Primitief leven in de Zweedse bossen
Wat als de samenleving je tegen gaat staan, wat als je je zo druk maakt over de consumptiemaatschappij dat je er werkelijk ziek van wordt? Het was waar de Deense Andrea Hejlskov (1975) tegenaan liep. Er was maar één optie: Met het hele gezin vertrekken naar de Zweedse bossen om een jaar te leven in een hutje in de natuur. Het was een droom die werkelijkheid werd maar wel met vallen en opstaan, hoogte en veel dieptepunten. Hejlskov hield online een blog bij en verwerkte hun verhaal tot een boek: Wij in het wild. Ze studeerde psychologie en werkte als coach, public speaker en columnist en woont sinds 2011 in de Zweedse bossen met haar gezin. Nu noemt ze zich rewilder, huizenbouwer en bosbewoner.
In de Zweedse bossen zijn op diverse plaatsen kleine verlaten hutjes te vinden, overblijfselen uit vroeger tijden. Zestien vierkante meter, groter zijn de zogenaamde Säberstuga's niet. Andrea en haar gezin vinden een hutje met de naam Svensäter op een berg, vlakbij een riviertje en een meer. Het is een idyllische plek en het biedt genoeg mogelijkheden voor het plaatsen van een tipi en het bouwen een blokhut.
Het is zomer wanneer ze hun intrek nemen in de hut. Ze maken al snel kennis met een buurman 'de Kapitein' die hun helpt met het nieuwe leven in het bos. Het is opvallend hoe snel zij en vooral de kinderen zich aanpassen, maar de zomer blijkt een slecht referentiekader. Zodra de herfst invalt wordt het leven zwaar. Dingen gaan kapot, alles is nat en de bouw van de blokhut loopt constant vertraging op ondanks alle hulp die ze krijgen. De tijd gaat te snel en lichamelijke problemen spelen op en ook de onderlinge verhoudingen veranderen, en meestal niet ten goede. Als de winter begint en de blokhut nog niet af is, moeten ze een drastische keuze maken.
Andrea Hejlskov vertelt het verhaal zoals ze het hebben beleefd. De vele geluksmomentjes, de prachtige natuur, de rust en de geluiden van de dieren en hoe ze met elkaar weer een gezin werden en weer echt met elkaar konden praten. Maar ze laat ook de andere kant van het primitieve leven in de natuur zien. Het is zwaar en fysiek inspannend, er is een chronisch tekort aan geld, depressies steken de kop op, boosheid en zelfs het verlies van liefde zijn een direct gevolg. Ook de contacten met andere bosmensen verlopen niet vlekkeloos en zorgen voor veel spanningen.

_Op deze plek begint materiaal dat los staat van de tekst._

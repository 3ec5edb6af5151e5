//! Feed-manifest Merkle root and hash-chain head over an ordered list of
//! `update_hash` values.
//!
//! An odd-sized layer duplicates its last node and hashes the pair
//! (`sha256(h3‖h3)`) rather than carrying the unpaired node forward
//! unhashed.

use sha2::{Digest, Sha256};

fn hash_pair(left: &[u8; 32], right: &[u8; 32]) -> [u8; 32] {
    let mut hasher = Sha256::new();
    hasher.update(left);
    hasher.update(right);
    let mut out = [0u8; 32];
    out.copy_from_slice(&hasher.finalize());
    out
}

/// Unbalanced binary Merkle root over `leaves`. An odd-sized layer of two or
/// more nodes duplicates (and hashes) its last node. An empty list yields
/// `SHA-256("")`; a single-leaf list yields that leaf unchanged — there is
/// no sibling to pair it against.
pub fn merkle_root(leaves: &[[u8; 32]]) -> [u8; 32] {
    if leaves.is_empty() {
        let mut hasher = Sha256::new();
        hasher.update(b"");
        let mut out = [0u8; 32];
        out.copy_from_slice(&hasher.finalize());
        return out;
    }
    let mut layer: Vec<[u8; 32]> = leaves.to_vec();
    while layer.len() > 1 {
        let mut next = Vec::with_capacity((layer.len() + 1) / 2);
        for pair in layer.chunks(2) {
            let hashed = if pair.len() == 2 {
                hash_pair(&pair[0], &pair[1])
            } else {
                hash_pair(&pair[0], &pair[0])
            };
            next.push(hashed);
        }
        layer = next;
    }
    layer[0]
}

/// Hex-encoded [`merkle_root`].
pub fn merkle_root_hex(leaves: &[[u8; 32]]) -> String {
    hex::encode(merkle_root(leaves))
}

/// Iterated hash chain `H_i = SHA-256(H_{i-1} || leaf_i)`, `H_0` = 32 zero
/// bytes. An empty list yields the zero seed itself, not a hash of it.
pub fn chain_head(leaves: &[[u8; 32]]) -> [u8; 32] {
    let mut head = [0u8; 32];
    for leaf in leaves {
        head = hash_pair(&head, leaf);
    }
    head
}

/// Hex-encoded [`chain_head`].
pub fn chain_head_hex(leaves: &[[u8; 32]]) -> String {
    hex::encode(chain_head(leaves))
}

/// Parses a lowercase hex SHA-256 digest into its raw bytes.
pub fn hash_from_hex(hex_str: &str) -> Option<[u8; 32]> {
    let bytes = hex::decode(hex_str).ok()?;
    bytes.try_into().ok()
}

Het is een boek met een positieve boodschap: "Laat het leven achter je en kies voor jezelf en de vrijheid in de natuur" maar de sfeer in het boek is anders. De impact van het eerste jaar in het Zweedse bos haalt zoveel naar boven bij deze mensen en het wordt zo eerlijk verteld dat het duidelijk is dat het hebben van dromen en het uitvoeren ervan niet altijd rozengeur en maneschijn is. Ze weten er het beste van te maken maar ze realiseren zich ook dat er compromissen nodig zijn en maken aan het einde van het jaar een belangrijke keuze.
Het einde van het jaar 2011 is ook het einde van het boek en dat is jammer, want hoe gaat het verder? In 2018 wonen ze namelijk nog steeds op primitieve wijze in het bos maar Andrea keert regelmatig terug naar de gewone samenleving waar ze lezingen geeft over hun leven en de kinderen hebben hun eigen levens. Deze aanvullende informatie in een nawoord was een betere afsluiting geweest, nu is de lezer aangewezen op andere bronnen om dat te vinden.
Wij in het wild is een interessant en informatief boek, waarbij vooral de persoonlijke en mentale aspecten van het leven in een Zweeds bos goed worden uitgewerkt. Schoonheid en rust tegenover de keiharde realiteit van primitief leven met alle respect voor de rewilders die kiezen voor een heel nieuw leven.